For case. in the instance of Government of Perak v Adam ( 1914 ) . where it is a civil wrong instance. affecting improper obstructor of land belonging to Plaintiff. Woodward JC said: ‘In covering with instances of civil wrongs. this tribunal has ever turn for counsel. as a cardinal rule. to English determinations. . ’ The Judge should hold applied Perak jurisprudence alternatively of English jurisprudence. The same goes to in the instance of Motor Emporium V Arumugam. It is a instance on executing of judgement through prohibition order. Terrel CJ said: ‘The tribunals of the FMS have on many occasions acted on just rules. non because English regulations of equity apply but because such regulations happen to conform to the rules of natural justice’ .

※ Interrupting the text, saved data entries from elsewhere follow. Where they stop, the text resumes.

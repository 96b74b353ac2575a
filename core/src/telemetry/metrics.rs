use std::sync::Mutex;

/// Per-listener counters for message outcomes.
pub struct MetricsRecorder {
    inner: Mutex<Metrics>,
}

#[derive(Debug, Clone, Copy, Default, PartialEq, Eq)]
pub struct Metrics {
    pub received: usize,
    pub published: usize,
    pub dropped: usize,
    pub failed: usize,
}

impl MetricsRecorder {
    pub fn new() -> Self {
        Self {
            inner: Mutex::new(Metrics::default()),
        }
    }

    pub fn record_received(&self) {
        if let Ok(mut metrics) = self.inner.lock() {
            metrics.received += 1;
        }
    }

    pub fn record_published(&self) {
        if let Ok(mut metrics) = self.inner.lock() {
            metrics.published += 1;
        }
    }

    pub fn record_dropped(&self) {
        if let Ok(mut metrics) = self.inner.lock() {
            metrics.dropped += 1;
        }
    }

    pub fn record_failed(&self) {
        if let Ok(mut metrics) = self.inner.lock() {
            metrics.failed += 1;
        }
    }

    pub fn snapshot(&self) -> Metrics {
        if let Ok(metrics) = self.inner.lock() {
            *metrics
        } else {
            Metrics::default()
        }
    }
}

impl Default for MetricsRecorder {
    fn default() -> Self {
        Self::new()
    }
}
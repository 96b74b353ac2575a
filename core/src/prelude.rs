use crate::bus::BusError;
use crate::catalog::CatalogError;

/// Common error type for the selection pipeline.
#[derive(thiserror::Error, Debug)]
pub enum SelectorError {
    #[error("malformed message: {0}")]
    MalformedMessage(String),
    #[error("configuration error: {0}")]
    Configuration(String),
    #[error("catalog unavailable: {0}")]
    CatalogUnavailable(#[from] CatalogError),
    #[error("serialization failure: {0}")]
    Serialization(#[from] serde_json::Error),
    #[error("message bus failure: {0}")]
    Bus(#[from] BusError),
}

pub type SelectorResult<T> = Result<T, SelectorError>;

As the Malay provinces were non British districts. English jurisprudence could non be imposed through the Common jurisprudence rule of response. Malay provinces were independent and protected provinces and the Malay Rulers were autonomous. It can be proved in the instance of Duff Development Ltd 5 Government of Kelantan in which the issue was whether the province of Kelantan was a autonomous province and therefore. enjoyed unsusceptibility from executing of its belongings. It has been held that Privy Council acknowledged Kelantan as a autonomous province. Another illustration is in the instance of Pahang Consolidated Co. Ltd. v The State of Pahang ( 1933 ) where the same rule applied as the suit against the Defendant could non be maintained because Pahang was one of a autonomous province.

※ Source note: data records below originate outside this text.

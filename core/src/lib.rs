//! Field-of-view target selection for telescope pointing events.
//!
//! A pointing published on the bus is lifted into a typed [`Pointing`], its
//! primary-beam footprint is bounded with RA/Dec boxes, the catalog is queried
//! with a box pre-filter plus an exact angular-separation cut, and the
//! resulting target list is stored and announced by key.

pub mod bus;
pub mod catalog;
pub mod interface;
pub mod math;
pub mod prelude;
pub mod processing;
pub mod telemetry;

pub use interface::{ObservationId, Pointing};
pub use prelude::{SelectorError, SelectorResult};
pub use processing::{ListenerSettings, PointingListener};
pub mod client;
pub mod query;
pub mod record;

pub use client::{CatalogError, CatalogStore, SqliteCatalog};
pub use query::{CatalogQuery, CatalogQueryBuilder};
pub use record::{CatalogRecord, SourceId};
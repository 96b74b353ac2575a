use std::fmt::Display;
use std::thread;
use std::time::Duration;

use serde::{Deserialize, Serialize};

use crate::telemetry::log::LogManager;

/// Bounded retry with exponential backoff. One attempt means no retry.
#[derive(Debug, Clone, Copy, PartialEq, Eq, Serialize, Deserialize)]
pub struct RetryPolicy {
    pub attempts: u32,
    pub backoff: Duration,
}

impl Default for RetryPolicy {
    fn default() -> Self {
        Self {
            attempts: 1,
            backoff: Duration::from_millis(250),
        }
    }
}

impl RetryPolicy {
    pub fn new(attempts: u32, backoff: Duration) -> Self {
        Self {
            attempts: attempts.max(1),
            backoff,
        }
    }

    /// Runs `op` until it succeeds or the attempts are spent, returning the last error.
    pub fn run<T, E, F>(&self, label: &str, logger: &LogManager, mut op: F) -> Result<T, E>
    where
        E: Display,
        F: FnMut() -> Result<T, E>,
    {
        let attempts = self.attempts.max(1);
        let mut delay = self.backoff;
        let mut attempt = 1;
        loop {
            match op() {
                Ok(value) => return Ok(value),
                Err(err) if attempt < attempts => {
                    logger.warn(&format!(
                        "{} failed (attempt {}/{}): {}; retrying in {:?}",
                        label, attempt, attempts, err, delay
                    ));
                    thread::sleep(delay);
                    delay = delay.saturating_mul(2);
                    attempt += 1;
                }
                Err(err) => return Err(err),
            }
        }
    }
}

#[cfg(test)]
mod tests {
    use super::*;

    #[test]
    fn retries_until_success() {
        let policy = RetryPolicy::new(3, Duration::from_millis(1));
        let logger = LogManager::new("test");
        let mut calls = 0;
        let result: Result<u32, String> = policy.run("op", &logger, || {
            calls += 1;
            if calls < 3 {
                Err(format!("transient {}", calls))
            } else {
                Ok(calls)
            }
        });
        assert_eq!(result, Ok(3));
        assert_eq!(calls, 3);
    }

    #[test]
    fn gives_up_after_last_attempt() {
        let policy = RetryPolicy::new(2, Duration::ZERO);
        let logger = LogManager::new("test");
        let mut calls = 0;
        let result: Result<(), String> = policy.run("op", &logger, || {
            calls += 1;
            Err(format!("failure {}", calls))
        });
        assert_eq!(result, Err("failure 2".to_string()));
        assert_eq!(calls, 2);
    }

    #[test]
    fn zero_attempts_still_runs_once() {
        let policy = RetryPolicy::new(0, Duration::ZERO);
        assert_eq!(policy.attempts, 1);
        let logger = LogManager::default();
        let mut calls = 0;
        let _: Result<(), &str> = policy.run("op", &logger, || {
            calls += 1;
            Err("nope")
        });
        assert_eq!(calls, 1);
    }
}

British introduced English jurisprudence through statute law enacted by Malay states themselves. The omnibus debut of English jurisprudence took topographic point in the FMS merely in 1937. through the Civil Law Enactment passed by FMS Federal Council. Section 2 ( 1 ) of the Civil Law Enactment 1937 provides that the application of Common jurisprudence and Equity in FMS as the same like which were enforced in England topic to such makings as local fortunes render necessary. Whereas. the Unfederated Malay States ( UMS ) received the English jurisprudence officially when the FMS Enactment was extended to them by the Civil Law ( Extension ) Regulation 1951.
In decision. English common jurisprudence was introduced in Straits Settlements by Charter of Justice while the Malay provinces. English jurisprudence was non received officially in the FMS until 1937 and UMS until 1951. but it had been received long earlier those day of the months. informally and indirectly.